To be sure, this is not the first liquid antenna: these antennas, which use fluid to transmit and receive radio signals, can be useful in situations where VHF or UHF frequencies are required (frequencies between 30 megahertz and 3 gigahertz). They tend to be small, transparent, and more reconfigurable than conventional metal antennas. For these reasons, they are being explored in for some internet of things (IoT) and 5G applications.

Liquid antennas that depend on salty water have even more benefits, since the substance is readily available, low-cost and eco-friendly. Several saltwater-based antennas have been developed to date, but these designs are limited in how easily the beam can be steered and reconfigured.

However, in a recent publication in IEEE Antennas and Wireless Propagation Letters, Lei Xing and her colleagues at the College of Electronic and Information Engineering at Nanjing University of Aeronautics and Astronautics in China have proposed a new saltwater-based antenna that achieves 12 directional beam-steering states and one omnidirectional state.

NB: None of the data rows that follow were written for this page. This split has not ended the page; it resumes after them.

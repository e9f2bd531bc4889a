// Integration tests for the HTTP session API client against a mock server

use serde_json::json;
use uuid::Uuid;
use wiremock::matchers::{body_partial_json, method, path, query_param};
use wiremock::{Mock, MockServer, ResponseTemplate};

use weft_client::HttpSessionApi;
use weft_core::{EngineError, EventType, QueryType, SessionApi, SessionStatus};

#[tokio::test]
async fn create_session_sends_camel_case_aliases() {
    let server = MockServer::start().await;
    let session_id = Uuid::now_v7();

    Mock::given(method("POST"))
        .and(path("/sessions"))
        .and(body_partial_json(json!({
            "query": "what is rust",
            "queryType": "research",
        })))
        .respond_with(ResponseTemplate::new(201).set_body_json(json!({
            "session_id": session_id,
            "status": "pending",
            "created_at": "2025-06-01T12:00:00+00:00",
            "stream_url": format!("/sessions/{session_id}/stream"),
        })))
        .expect(1)
        .mount(&server)
        .await;

    let api = HttpSessionApi::new(&server.uri());
    let created = api
        .create_session("what is rust", QueryType::Research, None)
        .await
        .unwrap();

    assert_eq!(created.session_id, session_id);
    assert_eq!(created.status, SessionStatus::Pending);
    assert_eq!(created.stream_url, format!("/sessions/{session_id}/stream"));
}

#[tokio::test]
async fn post_message_includes_repo_hint() {
    let server = MockServer::start().await;
    let session_id = Uuid::now_v7();

    Mock::given(method("POST"))
        .and(path(format!("/sessions/{session_id}/messages")))
        .and(body_partial_json(json!({
            "query": "and the docs?",
            "queryType": "docs",
            "repoName": "tokio-rs/tokio",
        })))
        .respond_with(ResponseTemplate::new(200).set_body_json(json!({
            "session_id": session_id,
            "status": "pending",
            "created_at": "2025-06-01T12:00:00+00:00",
            "stream_url": format!("/sessions/{session_id}/stream"),
        })))
        .mount(&server)
        .await;

    let api = HttpSessionApi::new(&server.uri());
    let created = api
        .post_message(
            session_id,
            "and the docs?",
            QueryType::Docs,
            Some("tokio-rs/tokio"),
        )
        .await
        .unwrap();
    assert_eq!(created.session_id, session_id);
}

#[tokio::test]
async fn fetch_session_maps_status_fields() {
    let server = MockServer::start().await;
    let session_id = Uuid::now_v7();

    Mock::given(method("GET"))
        .and(path(format!("/sessions/{session_id}")))
        .respond_with(ResponseTemplate::new(200).set_body_json(json!({
            "session_id": session_id,
            "status": "completed",
            "created_at": "2025-06-01T12:00:00+00:00",
            "started_at": "2025-06-01T12:00:01+00:00",
            "completed_at": "2025-06-01T12:00:09+00:00",
            "result": {"summary": "Done", "value": "42"},
            "execution_time": 7.5,
        })))
        .mount(&server)
        .await;

    let api = HttpSessionApi::new(&server.uri());
    let session = api.fetch_session(session_id).await.unwrap();

    assert_eq!(session.session_id, session_id);
    assert_eq!(session.status, SessionStatus::Completed);
    assert_eq!(session.execution_time, Some(7.5));
    assert_eq!(session.result, Some(json!({"summary": "Done", "value": "42"})));
}

#[tokio::test]
async fn fetch_events_marks_backlog_historical() {
    let server = MockServer::start().await;
    let session_id = Uuid::now_v7();

    Mock::given(method("GET"))
        .and(path(format!("/sessions/{session_id}/events")))
        .and(query_param("limit", "20"))
        .respond_with(ResponseTemplate::new(200).set_body_json(json!({
            "session_id": session_id,
            "events": [
                {
                    "session_id": session_id,
                    "timestamp": "2025-06-01T12:00:00+00:00",
                    "event_type": "user_message",
                    "status": "completed",
                    "output": "hello",
                },
                {
                    "session_id": session_id,
                    "timestamp": "2025-06-01T12:00:01+00:00",
                    "event_type": "session_started",
                    "status": "running",
                },
            ],
            "total_events": 2,
        })))
        .mount(&server)
        .await;

    let api = HttpSessionApi::new(&server.uri());
    let events = api.fetch_events(session_id, Some(20)).await.unwrap();

    assert_eq!(events.len(), 2);
    assert!(events.iter().all(|e| e.is_historical));
    assert_eq!(events[0].event_type, EventType::UserMessage);
    assert_eq!(events[1].event_type, EventType::SessionStarted);
}

#[tokio::test]
async fn missing_session_surfaces_not_found() {
    let server = MockServer::start().await;
    let session_id = Uuid::now_v7();

    Mock::given(method("GET"))
        .and(path(format!("/sessions/{session_id}")))
        .respond_with(ResponseTemplate::new(404).set_body_json(json!({
            "detail": format!("Session {session_id} not found"),
        })))
        .mount(&server)
        .await;

    let api = HttpSessionApi::new(&server.uri());
    let err = api.fetch_session(session_id).await.unwrap_err();
    assert!(matches!(err, EngineError::SessionNotFound(id) if id == session_id));
}

#[tokio::test]
async fn server_error_carries_status_and_body() {
    let server = MockServer::start().await;

    Mock::given(method("POST"))
        .and(path("/sessions"))
        .respond_with(ResponseTemplate::new(500).set_body_string("boom"))
        .mount(&server)
        .await;

    let api = HttpSessionApi::new(&server.uri());
    let err = api
        .create_session("q", QueryType::Chat, None)
        .await
        .unwrap_err();
    match err {
        EngineError::Api { status, message } => {
            assert_eq!(status, 500);
            assert_eq!(message, "boom");
        }
        other => panic!("expected api error, got {other}"),
    }
}

#[tokio::test]
async fn delete_session_accepts_ok_and_no_content() {
    let server = MockServer::start().await;
    let session_id = Uuid::now_v7();

    Mock::given(method("DELETE"))
        .and(path(format!("/sessions/{session_id}")))
        .respond_with(ResponseTemplate::new(200).set_body_json(json!({
            "message": format!("Session {session_id} deleted successfully"),
        })))
        .mount(&server)
        .await;

    let api = HttpSessionApi::new(&server.uri());
    api.delete_session(session_id).await.unwrap();
}
//! Human and machine readable dataset reports

use std::fs::File;
use std::io::Write;
use std::path::Path;

use log::info;
use serde::Serialize;

use crate::error::{Error, Result};
use crate::geogrid::DatasetIndex;
use crate::pipeline::MosaicPlan;

/// One line of the placement plan
#[derive(Debug, Serialize)]
struct PlanRow<'a> {
    tile: &'a str,
    x_start: usize,
    x_end: usize,
    y_start: usize,
    y_end: usize,
    x_off: usize,
    y_off: usize,
    width: usize,
    height: usize,
    reverse_rows: bool,
}

/// Writes the placement plan as CSV, one row per tile in catalog order
///
/// Returns the number of rows written.
pub fn write_plan<W: Write>(plan: &MosaicPlan, writer: W) -> Result<usize> {
    let mut csv = csv::Writer::from_writer(writer);
    let placements = plan.placements()?;

    for (record, placement) in &placements {
        let tile = record
            .path
            .file_name()
            .and_then(|n| n.to_str())
            .unwrap_or_default();
        csv.serialize(PlanRow {
            tile,
            x_start: record.bounds.x_start,
            x_end: record.bounds.x_end,
            y_start: record.bounds.y_start,
            y_end: record.bounds.y_end,
            x_off: placement.x_off,
            y_off: placement.y_off,
            width: placement.width,
            height: placement.height,
            reverse_rows: placement.reverse_rows,
        })?;
    }
    csv.flush().map_err(|e| Error::Report(e.to_string()))?;

    Ok(placements.len())
}

/// Writes the placement plan CSV to `path`
pub fn write_plan_file<P: AsRef<Path>>(plan: &MosaicPlan, path: P) -> Result<usize> {
    let path = path.as_ref();
    let file = File::create(path)
        .map_err(|e| Error::Report(format!("cannot create {}: {}", path.display(), e)))?;
    let rows = write_plan(plan, file)?;
    info!("Wrote placement plan for {} tiles to {}", rows, path.display());
    Ok(rows)
}

/// Renders the parsed index, passthrough keys included, as pretty JSON
pub fn index_json(index: &DatasetIndex) -> Result<String> {
    Ok(serde_json::to_string_pretty(index)?)
}
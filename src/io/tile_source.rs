//! Memory-mapped access to GEOGRID tile files

use std::fs::File;
use std::path::Path;

use memmap2::Mmap;

use crate::error::Result;

/// Read-only view of one tile file's bytes
///
/// Tiles are read exactly once, front to back, so the mapping is advised
/// sequential on unix. Empty files are not mapped.
pub struct TileSource {
    mmap: Option<Mmap>,
}

impl TileSource {
    /// Maps a tile file into memory
    pub fn open<P: AsRef<Path>>(path: P) -> Result<Self> {
        let file = File::open(path.as_ref())?;
        if file.metadata()?.len() == 0 {
            return Ok(Self { mmap: None });
        }

        // SAFETY: tile files are treated as immutable inputs for the run.
        let mmap = unsafe { Mmap::map(&file)? };

        #[cfg(unix)]
        unsafe {
            libc::madvise(
                mmap.as_ptr() as *mut libc::c_void,
                mmap.len(),
                libc::MADV_SEQUENTIAL,
            );
        }

        Ok(Self { mmap: Some(mmap) })
    }

    /// Returns the raw tile payload
    pub fn bytes(&self) -> &[u8] {
        match &self.mmap {
            Some(mmap) => &mmap[..],
            None => &[],
        }
    }

    /// Returns the payload length in bytes
    pub fn len(&self) -> usize {
        self.bytes().len()
    }

    /// Returns true when the tile file is empty
    pub fn is_empty(&self) -> bool {
        self.len() == 0
    }
}

#[cfg(test)]
mod tests {
    use super::*;
    use std::io::Write;

    #[test]
    fn test_open_maps_file_contents() {
        let mut file = tempfile::NamedTempFile::new().unwrap();
        file.write_all(&[0x01, 0x02, 0x03, 0x04]).unwrap();
        file.flush().unwrap();

        let source = TileSource::open(file.path()).unwrap();
        assert_eq!(source.bytes(), &[0x01, 0x02, 0x03, 0x04]);
        assert_eq!(source.len(), 4);
    }

    #[test]
    fn test_open_empty_file() {
        let file = tempfile::NamedTempFile::new().unwrap();
        let source = TileSource::open(file.path()).unwrap();
        assert!(source.is_empty());
        assert_eq!(source.bytes(), &[] as &[u8]);
    }

    #[test]
    fn test_open_missing_file() {
        let dir = tempfile::tempdir().unwrap();
        let result = TileSource::open(dir.path().join("00001-00002.00001-00002"));
        assert!(matches!(result, Err(crate::error::Error::Io(_))));
    }
}
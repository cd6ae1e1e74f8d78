//! Command-line surface

use std::path::PathBuf;

use clap::Parser;

use crate::compression::Compression;
use crate::error::Result;
use crate::formats::tiff::GeoTiffOptions;
use crate::pipeline::{self, MosaicOptions, MosaicPlan, MosaicStats};
use crate::report;

/// Assemble a WPS GEOGRID tile directory into one GeoTIFF
#[derive(Parser, Debug)]
#[command(name = "geogrid-mosaic", version, about)]
pub struct Args {
    /// Dataset directory holding `index` and the tile files
    pub geog_dir: PathBuf,

    /// GeoTIFF to write
    pub output: PathBuf,

    /// Block compression: none, lzw or deflate
    #[arg(long, default_value = "deflate")]
    pub compression: Compression,

    /// Internal block edge in pixels, a multiple of 16
    #[arg(long, default_value_t = 256)]
    pub block_size: usize,

    /// Always write BigTIFF
    #[arg(long)]
    pub bigtiff: bool,

    /// Decoding threads (defaults to one per core)
    #[arg(long)]
    pub threads: Option<usize>,

    /// Also write the tile placement plan as CSV
    #[arg(long, value_name = "FILE.csv")]
    pub plan: Option<PathBuf>,

    /// Print the parsed index as JSON
    #[arg(long)]
    pub print_index: bool,

    /// Debug logging
    #[arg(short, long)]
    pub verbose: bool,
}

impl Args {
    pub fn geotiff_options(&self) -> GeoTiffOptions {
        GeoTiffOptions {
            compression: self.compression,
            block_size: self.block_size,
            force_bigtiff: self.bigtiff,
            ..GeoTiffOptions::default()
        }
    }

    pub fn mosaic_options(&self) -> MosaicOptions {
        MosaicOptions { threads: self.threads }
    }
}

/// Runs one conversion as described by `args`
pub fn run(args: &Args) -> Result<MosaicStats> {
    let geotiff = args.geotiff_options();
    let options = args.mosaic_options();
    geotiff.validate()?;
    options.validate()?;

    let plan = MosaicPlan::from_dir(&args.geog_dir)?;
    if args.print_index {
        println!("{}", report::index_json(plan.index())?);
    }
    if let Some(path) = &args.plan {
        report::write_plan_file(&plan, path)?;
    }

    pipeline::convert_plan(&plan, &args.output, &geotiff, &options)
}

#[cfg(test)]
mod tests {
    use super::*;
    use crate::error::Error;
    use std::ffi::OsString;
    use std::fs;

    #[test]
    fn test_defaults() {
        let args = Args::try_parse_from(["geogrid-mosaic", "topo_30s", "topo.tif"]).unwrap();
        assert_eq!(args.geog_dir, PathBuf::from("topo_30s"));
        assert_eq!(args.geotiff_options(), GeoTiffOptions::default());
        assert_eq!(args.mosaic_options(), MosaicOptions::default());
        assert!(!args.print_index);
    }

    #[test]
    fn test_all_flags() {
        let args = Args::try_parse_from([
            "geogrid-mosaic",
            "landuse",
            "landuse.tif",
            "--compression",
            "none",
            "--block-size",
            "512",
            "--bigtiff",
            "--threads",
            "3",
            "--plan",
            "plan.csv",
            "--print-index",
            "-v",
        ])
        .unwrap();
        let options = args.geotiff_options();
        assert_eq!(options.compression, Compression::None);
        assert_eq!(options.block_size, 512);
        assert!(options.force_bigtiff);
        assert_eq!(args.mosaic_options().threads, Some(3));
        assert_eq!(args.plan, Some(PathBuf::from("plan.csv")));
        assert!(args.verbose);
    }

    #[test]
    fn test_rejects_unknown_compression() {
        assert!(Args::try_parse_from(["geogrid-mosaic", "a", "b", "--compression", "jpeg"]).is_err());
        assert!(Args::try_parse_from(["geogrid-mosaic", "a"]).is_err());
    }

    #[test]
    fn test_run_writes_output_and_plan() {
        let dir = tempfile::tempdir().unwrap();
        fs::write(
            dir.path().join("index"),
            "projection=regular_ll\ndx=1\ndy=1\nknown_lat=0\nknown_lon=0\nwordsize=1\ntile_x=1\ntile_y=1\n",
        )
        .unwrap();
        fs::write(dir.path().join("00001-00001.00001-00001"), [9u8]).unwrap();
        let output = dir.path().join("out.tif");
        let plan = dir.path().join("plan.csv");

        let argv: Vec<OsString> = vec![
            "geogrid-mosaic".into(),
            dir.path().as_os_str().to_os_string(),
            output.as_os_str().to_os_string(),
            "--plan".into(),
            plan.as_os_str().to_os_string(),
        ];
        let args = Args::try_parse_from(argv).unwrap();
        let stats = run(&args).unwrap();

        assert_eq!(stats.tiles, 1);
        assert!(output.exists());
        assert_eq!(fs::read_to_string(&plan).unwrap().lines().count(), 2);
    }

    #[test]
    fn test_run_rejects_bad_block_size_early() {
        let args = Args::try_parse_from(["geogrid-mosaic", "/nonexistent", "out.tif", "--block-size", "10"])
            .unwrap();
        assert!(matches!(run(&args), Err(Error::Sink(_))));
    }
}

Its circular configuration allows for complete 360-degree beam-steering and works for frequencies between 334 to 488 MHz.

The proposed design consists of a circular ground plane, with 13 transparent acrylic tubes that can be filled with (or emptied of) salt water on demand. One tube is located in the center to act as a driven monopole (the radio signal is fed in via a copper disk at the base of the tube). Surrounding it are 12 so-called parasitic monopoles. When only the driven monopole is excited, this creates an omnidirectional signal. But the 12 remaining monopoles, when filled with water, work together to act as reflectors and give the broadcasted signal direction.

“The most challenging part of designing this antenna is how to effectively and efficiently control the water parasitic monopoles,” Xing explains. To do so, her team developed a liquid control system using micropumps, which she says can be applied to other liquid antennas or antenna arrays.

“The attractive feature of using water monopoles is that both the water height and activating status can be dynamically tuned through microfluidic techniques, which has a higher degree of design flexibility than metal antennas,” explains Xing. “More importantly, the antenna can be totally ‘turned off’ when not in use.”

When the antenna is switched completely off and drained, it is nearly undetectable by radar. In contrast, this effect is hard to achieve with metal antennas.

The new antenna’s operating range of 334 MHz to 488 MHz makes it a promising candidate for very-high frequency applications such as IoT and maritime applications, says Xing. One limitation of saltwater-based antennas, she notes, is that that the permittivity of saline water (a measure of how it interacts with electric fields) is sensitive to temperature variation. Xing says she plans to continue to explore various liquid-based designs for antennas moving forward.

An abridged version of this post appears in the November 2019 print issue as “Saltwater Antenna Steers Radio Beams.”